Work order: Locate the line that contains "pub mod session;". Print it and every subsequent line through the final line of the records, exactly and only those.

Dataset entries:
☆ ☆ ☆ ☆ ☆

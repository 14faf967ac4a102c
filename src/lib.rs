//! Streaming PCM to AAC encoding.
//!
//! An [`EncodingSession`] owns a codec engine and an output sink. PCM of any
//! length goes in through [`EncodingSession::encode`], is cut into frames of
//! `channels * 2048` bytes, and every encoded ADTS frame is appended to the
//! sink as soon as the engine produces it.
//!
//! ```ignore
//! let mut session = EncodingSession::open(&FdkBackend, &params, Vec::new())?;
//! session.encode(&pcm)?;
//! session.close()?;
//! ```

pub mod audio;
pub mod binding;
pub mod codec;
pub mod config;
pub mod error;
pub mod services;
pub mod session;

pub use audio::{AudioFormat, EncoderParams, FrameSink};
pub use binding::StreamEncoder;
pub use codec::{CodecEngine, EncodeOutcome, EngineBackend, EngineParams, EngineStatus};
pub use error::{EncoderError, Result};
pub use session::{EncoderStats, EncodingSession, SessionOptions};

☆ ☆ ☆ ☆ ☆

Written solution:
pub mod session;

pub use audio::{AudioFormat, EncoderParams, FrameSink};
pub use binding::StreamEncoder;
pub use codec::{CodecEngine, EncodeOutcome, EngineBackend, EngineParams, EngineStatus};
pub use error::{EncoderError, Result};
pub use session::{EncoderStats, EncodingSession, SessionOptions};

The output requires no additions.